If you are a newly minted automation developer, you might not know that there is a lot more to the software development process than just writing code:
  • A Selenium WebDriver / Java test depends on the Java bindings for Selenium (the selenium-java library) to be downloaded and usable for your Selenium / Java project. 
  • The tests need to be built and compiled into some type of form before they can be run. Build artifacts, such as JAR (Java Archive) files, need to stored somewhere until they are ready to be used.

Artifactory helps by providing a way to store both the dependencies and the files produced. And their webinar might help put technical concepts in context, things that a manual tester may not be familiar with: build tools, Maven, Gradle, binary files, blobs, diff tools, and source control systems.

Build Tools -- such as Maven and Gradle -- automate the creation of executable applications from source code.
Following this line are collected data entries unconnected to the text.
//! End-to-end authentication tests
//!
//! Tests the full pipeline against a YAML configuration:
//! - Bearer token validation with a static HMAC key
//! - Group-scoped permission rules
//! - Service account mapping and failover
//! - Session capacity and logout

use std::io::Write;
use std::sync::Arc;
use std::time::Duration;

use async_trait::async_trait;
use jsonwebtoken::{Algorithm, EncodingKey, Header, encode, jwk::JwkSet};
use pretty_assertions::assert_eq;
use serde_json::{Value, json};
use sonar_authgate::auth::{IdpError, JwksFetcher, TokenError};
use sonar_authgate::config::Config;
use sonar_authgate::permissions::{Issue, REDACTED};
use sonar_authgate::service_accounts::{BackendClient, BackendError, ClientFactory};
use sonar_authgate::{AuthGateway, Collaborators, Error};

const ISSUER: &str = "https://idp.example.com";
const SECRET: &str = "e2e-shared-secret";

const CONFIG: &str = r#"
auth:
  issuers: ["https://idp.example.com"]
  audiences: ["sonar-mcp"]
  algorithms: [HS256]
  clock_tolerance: 5s
  static_keys:
    - issuer: https://idp.example.com
      secret: e2e-shared-secret
permissions:
  enable_audit: false
  default_rule:
    allowed_projects: []
    allowed_tools: ["search_my_sonarqube_projects"]
    readonly: true
  rules:
    - groups: [admin]
      allowed_projects: [".*"]
      allowed_tools: ["*"]
      readonly: false
      priority: 100
    - groups: [developer]
      allowed_projects: ["^team-a-"]
      allowed_tools: ["search_*", "get_*", "markIssueFalsePositive"]
      denied_tools: ["get_raw_source"]
      readonly: false
      max_severity: CRITICAL
      hide_sensitive_data: true
      priority: 50
service_accounts:
  accounts:
    - id: admin-sa
      token: squ_admin
    - id: dev-sa
      token: down_dev
      fallback_account_id: default
    - id: default
      token: squ_default
  rules:
    - priority: 100
      required_groups: [admin]
      service_account_id: admin-sa
    - priority: 50
      required_groups: [developer]
      service_account_id: dev-sa
  default_account: default
  health_check:
    enabled: false
sessions:
  max_sessions: 2
  session_timeout: 10m
"#;

struct NoJwks;

#[async_trait]
impl JwksFetcher for NoJwks {
    async fn fetch(&self, jwks_uri: &str) -> Result<JwkSet, IdpError> {
        Err(IdpError::Fetch {
            uri: jwks_uri.to_string(),
            reason: "offline".to_string(),
        })
    }
}

struct FakeClient {
    healthy: bool,
}

#[async_trait]
impl BackendClient for FakeClient {
    async fn ping(&self) -> Result<(), BackendError> {
        if self.healthy {
            Ok(())
        } else {
            Err(BackendError::Status(503))
        }
    }

    fn base_url(&self) -> &str {
        "https://sonar.example.com"
    }
}

/// Clients built from tokens starting with `down` fail their ping.
struct FakeFactory;

#[async_trait]
impl ClientFactory for FakeFactory {
    async fn create_client(
        &self,
        token: &str,
        _url: &str,
        _organization: Option<&str>,
    ) -> Result<Arc<dyn BackendClient>, BackendError> {
        Ok(Arc::new(FakeClient {
            healthy: !token.starts_with("down"),
        }))
    }
}

fn load_config() -> Config {
    let mut file = tempfile::NamedTempFile::new().unwrap();
    file.write_all(CONFIG.as_bytes()).unwrap();
    Config::load(Some(file.path())).unwrap()
}

fn gateway() -> AuthGateway {
    AuthGateway::from_config(
        &load_config(),
        Collaborators {
            jwks_fetcher: Arc::new(NoJwks),
            client_factory: Arc::new(FakeFactory),
            credential_store: None,
            audit_sink: None,
        },
    )
    .unwrap()
}

fn mint(claims: &Value) -> String {
    encode(
        &Header::new(Algorithm::HS256),
        claims,
        &EncodingKey::from_secret(SECRET.as_bytes()),
    )
    .unwrap()
}

fn token(sub: &str, groups: &[&str]) -> String {
    let now = chrono::Utc::now().timestamp();
    mint(&json!({
        "sub": sub,
        "iss": ISSUER,
        "aud": "sonar-mcp",
        "exp": now + 600,
        "iat": now,
        "groups": groups,
    }))
}

/// Test that an admin is routed to the admin account and may use any tool
#[tokio::test]
async fn test_admin_full_access() {
    let gw = gateway();

    let session = gw.authenticate(&token("root", &["admin"])).await.unwrap();

    assert_eq!(session.service_account_id, "admin-sa");
    assert!(gw.authorize_tool(&session.session_id, "resolveIssue").unwrap().allowed);
    assert!(gw.authorize_project(&session.session_id, "anything").unwrap().allowed);
}

/// Test that a failing primary account fails over to its declared fallback
#[tokio::test]
async fn test_developer_fails_over_to_default_account() {
    let gw = gateway();

    let session = gw.authenticate(&token("alice", &["developer"])).await.unwrap();

    // dev-sa pings fail, so the session is bound to the fallback
    assert_eq!(session.service_account_id, "default");
    let dev = gw.service_accounts().health("dev-sa").unwrap();
    assert_eq!(dev.consecutive_failures, 1);
}

/// Test developer tool and project scoping
#[tokio::test]
async fn test_developer_scope() {
    let gw = gateway();
    let session = gw.authenticate(&token("alice", &["developer"])).await.unwrap();
    let id = &session.session_id;

    // Globs and explicit names
    assert!(gw.authorize_tool(id, "search_sonar_issues_in_projects").unwrap().allowed);
    assert!(gw.authorize_tool(id, "markIssueFalsePositive").unwrap().allowed);

    // Deny list wins over a matching allow glob
    let denied = gw.authorize_tool(id, "get_raw_source").unwrap();
    assert!(!denied.allowed);
    assert_eq!(denied.reason.as_deref(), Some("Tool 'get_raw_source' is explicitly denied"));

    // Project patterns
    assert!(gw.authorize_project(id, "team-a-web").unwrap().allowed);
    assert!(!gw.authorize_project(id, "team-b-web").unwrap().allowed);
}

/// Test that users without a matching rule fall to the read-only default
#[tokio::test]
async fn test_default_rule_is_read_only() {
    let gw = gateway();
    let session = gw.authenticate(&token("guest", &[])).await.unwrap();

    assert_eq!(session.service_account_id, "default");
    assert!(gw.authorize_tool(&session.session_id, "search_my_sonarqube_projects").unwrap().allowed);
    assert!(!gw.authorize_tool(&session.session_id, "markIssueFalsePositive").unwrap().allowed);
    assert!(!gw.authorize_project(&session.session_id, "team-a-web").unwrap().allowed);
}

/// Test issue filtering and redaction for a session
#[tokio::test]
async fn test_issue_filtering_for_developer() {
    let gw = gateway();
    let session = gw.authenticate(&token("alice", &["developer"])).await.unwrap();

    let issues: Vec<Issue> = serde_json::from_value(json!([
        {"key": "I1", "project": "team-a-web", "severity": "MAJOR", "author": "bob", "line": 12},
        {"key": "I2", "project": "team-a-web", "severity": "BLOCKER", "author": "bob"},
        {"key": "I3", "project": "team-b-web", "severity": "MINOR"}
    ]))
    .unwrap();

    let visible = gw.filter_issues(&session.session_id, issues).unwrap();

    assert_eq!(visible.len(), 1);
    assert_eq!(visible[0].key, "I1");
    assert_eq!(visible[0].author.as_deref(), Some(REDACTED));
    assert_eq!(visible[0].extra.get("line"), Some(&json!(12)));
}

/// Test rejected tokens
#[tokio::test]
async fn test_rejected_tokens() {
    let gw = gateway();
    let now = chrono::Utc::now().timestamp();

    // Expired beyond the clock tolerance
    let expired = mint(&json!({"sub": "a", "iss": ISSUER, "aud": "sonar-mcp", "exp": now - 600}));
    let err = gw.authenticate(&expired).await.unwrap_err();
    assert!(matches!(err, Error::Token(TokenError::Expired(_))));
    assert_eq!(err.http_status(), 401);
    assert!(err.challenge().unwrap().contains("error=\"invalid_token\""));

    // Wrong audience
    let wrong_aud = mint(&json!({"sub": "a", "iss": ISSUER, "aud": "other", "exp": now + 600}));
    let err = gw.authenticate(&wrong_aud).await.unwrap_err();
    assert!(matches!(err, Error::Token(TokenError::InvalidAudience(_))));

    // Unknown issuer
    let foreign = mint(&json!({"sub": "a", "iss": "https://evil.example.net", "aud": "sonar-mcp", "exp": now + 600}));
    let err = gw.authenticate(&foreign).await.unwrap_err();
    assert!(matches!(err, Error::Token(TokenError::InvalidIssuer(_))));

    // Garbage
    let err = gw.authenticate("not-a-jwt").await.unwrap_err();
    assert!(matches!(err, Error::Token(TokenError::InvalidToken(_))));

    assert!(gw.sessions().is_empty());
}

/// Test that the oldest session is evicted at capacity
#[tokio::test]
async fn test_session_capacity_evicts_oldest() {
    let gw = gateway();

    let first = gw.authenticate(&token("u1", &[])).await.unwrap();
    tokio::time::sleep(Duration::from_millis(5)).await;
    let second = gw.authenticate(&token("u2", &[])).await.unwrap();
    tokio::time::sleep(Duration::from_millis(5)).await;
    let third = gw.authenticate(&token("u3", &[])).await.unwrap();

    assert_eq!(gw.sessions().len(), 2);
    assert!(matches!(gw.resume(&first.session_id), Err(Error::SessionNotFound(_))));
    assert!(gw.resume(&second.session_id).is_ok());
    assert!(gw.resume(&third.session_id).is_ok());
    assert_eq!(gw.health().sessions.evictions, 1);
}

/// Test logout
#[tokio::test]
async fn test_logout() {
    let gw = gateway();
    let session = gw.authenticate(&token("alice", &["developer"])).await.unwrap();

    assert!(gw.logout(&session.session_id));
    assert!(gw.resume(&session.session_id).is_err());
    assert!(!gw.logout(&session.session_id));
}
The build process incorporates downloading dependencies -- such as Selenium-Java in a Selenium WebDriver / Java project -- compiling, linking and packaging the code into a usable or executable form -- such as a JAR (*.jar) file in a Java project.

  • See examples of setting up Selenium-Java with Maven and POM (project object model) files. 
  • See examples of setting up a Selenium-Java project using Gradle
  • Travel back in time to the WikiWikiWeb to read about Apache Ant, and Apache Maven.

What is produced from the build process is a binary file.  It is no longer human readable source code. Well, you might be able to make out any META tags. Maybe the header. Or a word or two. But it is not the same as when you were writing the original source code.

You can't just use a diff tool anymore to compare and contrast the changes of two different versions of a binary file. You can't fire up your command line interface, whether Unix or Mac Terminal, and type in:
  •  diff file1.txt file2.text
... and see line by line what the difference is between, say, the source code on your local branch on your computer in your working directory, and what has been checked into master. 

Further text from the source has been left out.